- Born: December 13, 1972 (age 52) Taquaritinga do Norte, Pernambuco, Brazil
- Occupations: television presenter; journalist;

= Meiry Lanunce =

Brazilian journalist and television presenter

Meiry Lanunce (13 December 1972), is a Brazilian journalist and television presenter. She began her journalistic career at TV Globo Nordeste in 2000. Currently presents Balanço Geral Pernambuco on TV Guararapes.

==Biography and career==
Born in Taquaritinga do Norte, in the Agreste region of Pernambuco, in 1972, Meiry Lanunce began her career on TV São Francisco (1994). She joined Globo Nordeste in 2000 as a reporter. In 2006, she took over Bom Dia Pernambuco, staying in charge until 2017. Soon after, she started to present NE2 where she won one of the largest audiences on TV Globo.

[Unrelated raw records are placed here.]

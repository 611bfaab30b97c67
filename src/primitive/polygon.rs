use std::io::Write;

use once_cell::sync::OnceCell;

use super::Primitive;
use crate::aperture::{Aperture, REGION_APERTURE_INDEX};
use crate::format::{write_region, write_select_aperture};
use crate::geometry::BoundingBox;
use crate::spacial::{Position, ToVector, Vector};

/// A filled outline, implicitly closed back to its first vertex.
#[derive(Debug, Clone)]
pub struct PolygonPrimitive {
    pub offset: Vector,
    /// Relative to `offset`
    pub vertices: Vec<Position>,
    bounding_box: OnceCell<BoundingBox>,
}

impl PolygonPrimitive {
    pub fn new(offset: Position, vertices: Vec<Position>) -> Self {
        Self {
            offset: offset.to_vector(),
            vertices,
            bounding_box: OnceCell::new(),
        }
    }

    pub fn absolute_vertices(&self) -> Vec<Position> {
        self.vertices
            .iter()
            .map(|vertex| *vertex + self.offset)
            .collect()
    }
}

impl Primitive for PolygonPrimitive {
    fn write_gerber<W: Write>(&self, w: &mut W, _aperture_index: Option<u32>) -> std::io::Result<()> {
        write_select_aperture(w, REGION_APERTURE_INDEX)?;
        write_region(w, &self.absolute_vertices())
    }

    fn aperture(&self) -> Option<Aperture> {
        None
    }

    fn bounding_box(&self) -> BoundingBox {
        *self
            .bounding_box
            .get_or_init(|| BoundingBox::from_points(&self.absolute_vertices()))
    }
}
//! Font data consumed by the text primitive.
//!
//! Fonts are produced offline (e.g. compiled from SVG webfonts) and are read-only while rendering. Path data is
//! validated on construction, so a malformed font is rejected when it is loaded rather than half-way through
//! writing a layer.

use std::collections::HashMap;
use std::sync::Arc;

use log::{debug, info};
use rayon::prelude::*;

use crate::error::GerberError;
use crate::types::Polarity;

mod layout;
mod path;
mod polarity;

pub use layout::*;
pub use path::*;
pub use polarity::*;

/// Millimeters per typographic point.
pub const MM_PER_PT: f64 = 25.4 / 72.0;

/// Path command vocabulary, following SVG path data.
#[derive(Debug, Clone, Copy, PartialEq, Eq)]
pub enum PathCommand {
    MoveTo,
    LineTo,
    HorizontalLineTo,
    VerticalLineTo,
    CubicTo,
    SmoothCubicTo,
    QuadraticTo,
    SmoothQuadraticTo,
    ClosePath,
}

impl PathCommand {
    /// Returns the command and whether the letter is the relative (lower-case) form.
    pub fn from_letter(letter: char) -> Result<(Self, bool), GerberError> {
        let command = match letter.to_ascii_uppercase() {
            'M' => PathCommand::MoveTo,
            'L' => PathCommand::LineTo,
            'H' => PathCommand::HorizontalLineTo,
            'V' => PathCommand::VerticalLineTo,
            'C' => PathCommand::CubicTo,
            'S' => PathCommand::SmoothCubicTo,
            'Q' => PathCommand::QuadraticTo,
            'T' => PathCommand::SmoothQuadraticTo,
            'Z' => PathCommand::ClosePath,
            _ => return Err(GerberError::UnsupportedPathCommand(letter)),
        };
        Ok((command, letter.is_ascii_lowercase()))
    }

    pub fn letter(&self, relative: bool) -> char {
        let letter = match self {
            PathCommand::MoveTo => 'M',
            PathCommand::LineTo => 'L',
            PathCommand::HorizontalLineTo => 'H',
            PathCommand::VerticalLineTo => 'V',
            PathCommand::CubicTo => 'C',
            PathCommand::SmoothCubicTo => 'S',
            PathCommand::QuadraticTo => 'Q',
            PathCommand::SmoothQuadraticTo => 'T',
            PathCommand::ClosePath => 'Z',
        };
        match relative {
            true => letter.to_ascii_lowercase(),
            false => letter,
        }
    }

    /// Number of parameters consumed by one application of the command.
    pub fn arity(&self) -> usize {
        match self {
            PathCommand::ClosePath => 0,
            PathCommand::HorizontalLineTo | PathCommand::VerticalLineTo => 1,
            PathCommand::MoveTo | PathCommand::LineTo | PathCommand::SmoothQuadraticTo => 2,
            PathCommand::SmoothCubicTo | PathCommand::QuadraticTo => 4,
            PathCommand::CubicTo => 6,
        }
    }
}

/// One command of a glyph outline, with one or more parameter groups (e.g. `L 1 2 3 4` is two line segments).
#[derive(Debug, Clone, PartialEq)]
#[cfg_attr(feature = "serde", derive(serde::Serialize, serde::Deserialize))]
#[cfg_attr(feature = "serde", serde(try_from = "RawPathStep", into = "RawPathStep"))]
pub struct PathStep {
    command: PathCommand,
    relative: bool,
    params: Vec<f64>,
}

impl PathStep {
    pub fn new(letter: char, params: Vec<f64>) -> Result<Self, GerberError> {
        let (command, relative) = PathCommand::from_letter(letter)?;
        let arity = command.arity();

        let well_formed = match arity {
            0 => params.is_empty(),
            _ => !params.is_empty() && params.len() % arity == 0,
        };
        if !well_formed || params.iter().any(|value| !value.is_finite()) {
            return Err(GerberError::MalformedPathStep {
                command: letter,
                arity,
                count: params.len(),
            });
        }

        Ok(Self {
            command,
            relative,
            params,
        })
    }

    pub fn command(&self) -> PathCommand {
        self.command
    }

    pub fn is_relative(&self) -> bool {
        self.relative
    }

    pub fn params(&self) -> &[f64] {
        &self.params
    }
}

#[cfg(feature = "serde")]
#[derive(serde::Serialize, serde::Deserialize)]
struct RawPathStep {
    #[serde(rename = "c")]
    command: char,
    #[serde(rename = "p", default)]
    params: Vec<f64>,
}

#[cfg(feature = "serde")]
impl TryFrom<RawPathStep> for PathStep {
    type Error = GerberError;

    fn try_from(value: RawPathStep) -> Result<Self, Self::Error> {
        PathStep::new(value.command, value.params)
    }
}

#[cfg(feature = "serde")]
impl From<PathStep> for RawPathStep {
    fn from(value: PathStep) -> Self {
        Self {
            command: value.command.letter(value.relative),
            params: value.params,
        }
    }
}

#[derive(Debug, Clone, PartialEq)]
#[cfg_attr(feature = "serde", derive(serde::Serialize, serde::Deserialize))]
pub struct Glyph {
    /// Horizontal advance, in font units.
    advance: f64,
    /// One mark per subpath, `d` (dark) or `c` (clear).
    #[cfg_attr(feature = "serde", serde(default))]
    polarity: Option<String>,
    steps: Vec<PathStep>,
}

impl Glyph {
    pub fn new(advance: f64, steps: Vec<PathStep>) -> Self {
        Self {
            advance,
            polarity: None,
            steps,
        }
    }

    pub fn with_polarity(mut self, polarity: &str) -> Result<Self, GerberError> {
        Self::validate_polarity(polarity)?;
        self.polarity = Some(polarity.to_string());
        Ok(self)
    }

    fn validate_polarity(polarity: &str) -> Result<(), GerberError> {
        polarity
            .chars()
            .try_for_each(|mark| Polarity::try_from(mark).map(|_| ()))
    }

    pub fn advance(&self) -> f64 {
        self.advance
    }

    pub fn steps(&self) -> &[PathStep] {
        &self.steps
    }

    pub fn polarity(&self) -> Option<&str> {
        self.polarity.as_deref()
    }

    /// Polarity of the subpath at `index`, dark unless the precomputed string says otherwise.
    pub fn polarity_at(&self, index: usize) -> Polarity {
        self.polarity
            .as_ref()
            .and_then(|polarity| polarity.as_bytes().get(index))
            .and_then(|mark| Polarity::try_from(*mark as char).ok())
            .unwrap_or(Polarity::Dark)
    }

    /// A missing polarity string, or one with fewer marks than subpaths, cannot be trusted.
    pub fn needs_polarity(&self, subpath_count: usize) -> bool {
        self.polarity
            .as_ref()
            .map_or(true, |polarity| polarity.len() < subpath_count)
    }
}

#[derive(Debug, Clone, PartialEq)]
#[cfg_attr(feature = "serde", derive(serde::Serialize, serde::Deserialize))]
pub struct Font {
    pub id: String,
    pub units_per_em: f64,
    /// Advance used for characters the font has no glyph for.
    pub default_advance: f64,
    /// Keyed by the glyph's unicode string, usually a single character.
    pub glyphs: HashMap<String, Glyph>,
}

impl Font {
    pub fn new(id: impl Into<String>, units_per_em: f64, default_advance: f64) -> Self {
        Self {
            id: id.into(),
            units_per_em,
            default_advance,
            glyphs: HashMap::new(),
        }
    }

    pub fn with_glyph(mut self, key: impl Into<String>, glyph: Glyph) -> Self {
        self.glyphs.insert(key.into(), glyph);
        self
    }

    pub fn glyph(&self, key: &str) -> Option<&Glyph> {
        self.glyphs.get(key)
    }

    /// Load a font compiled to JSON. Path steps and polarity strings are validated while loading.
    #[cfg(feature = "serde")]
    pub fn from_json(source: &str) -> Result<Self, GerberError> {
        let font: Font = serde_json::from_str(source)?;
        for glyph in font.glyphs.values() {
            if let Some(polarity) = glyph.polarity() {
                Glyph::validate_polarity(polarity)?;
            }
        }
        info!("loaded font. id: {}, glyphs: {}", font.id, font.glyphs.len());
        Ok(font)
    }

    /// Fill in the polarity string of every glyph that lacks a usable one, returns the number of glyphs updated.
    #[profiling::function]
    pub fn precompute_polarity(&mut self, options: &PolarityOptions) -> Result<usize, GerberError> {
        let updated = self
            .glyphs
            .par_iter_mut()
            .map(|(key, glyph)| {
                let subpaths = flatten_glyph(glyph, &options.flatten);
                if !glyph.needs_polarity(subpaths.len()) {
                    return Ok(0);
                }
                let polarity = rasterize_polarity(&subpaths, options)?;
                debug!("precomputed polarity. glyph: {:?}, polarity: {}", key, polarity);
                glyph.polarity = Some(polarity);
                Ok(1)
            })
            .collect::<Result<Vec<usize>, GerberError>>()?
            .into_iter()
            .sum();

        info!("precomputed polarity. font: {}, glyphs updated: {}", self.id, updated);
        Ok(updated)
    }
}

/// Fonts available for text, by id.
#[derive(Debug, Clone, Default)]
pub struct FontRegistry {
    fonts: HashMap<String, Arc<Font>>,
}

impl FontRegistry {
    pub fn register(&mut self, font: Font) -> Arc<Font> {
        let font = Arc::new(font);
        debug!("registered font. id: {}", font.id);
        self.fonts.insert(font.id.clone(), font.clone());
        font
    }

    pub fn get(&self, id: &str) -> Result<Arc<Font>, GerberError> {
        self.fonts
            .get(id)
            .cloned()
            .ok_or_else(|| GerberError::UnknownFont(id.to_string()))
    }
}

However, in 2020, after some changes in local journalism on TV Globo, Meiry returned to the streets as a reporter, staying on the air until the end of her contract. Two years later he returned to Pernambuco. She participated in the Diplomatic Mission in the US at the invitation of the US Embassy in the International Visitors Program (Specific field of action was in the Programs to Combat Domestic Violence). Among awards and nominations: Cristina Tavares Journalism Award in 2005 and the Medal of Journalistic Merit of Pernambuco Minister Marcos Freire (award granted by the Legislative Assembly in 2015.) She was hired by Rede Record in 2021 after resigning from TV Globo. In 2015, she won the award for best journalist from Rede Globo and the title given to Pernambuco citizens award by the Government of the State of Pernambuco.

==Works==
- TV São Francisco reporter from 1994 to 1996
- Globo Nordeste reporter from 1998 to 2006
- Presenter of Bom Dia Pernambuco (Globo Nordeste) from 2006 to 2017
- Occasional presenter of NETV (Globo Nordeste) from 2013 to 2017
- Presenter of NE Second Edition (Globo Nordeste) from 2017 to 2020
- Globo Nordeste reporter from 2020 to 2022
- Presenter of Jornal Guararapes since 2022
- Occasional presenter of Jornal da Record since 2022

In 2015, she won the award for best journalist from Rede Globo and the title given to Pernambuco citizens award by the Government of the State of Pernambuco.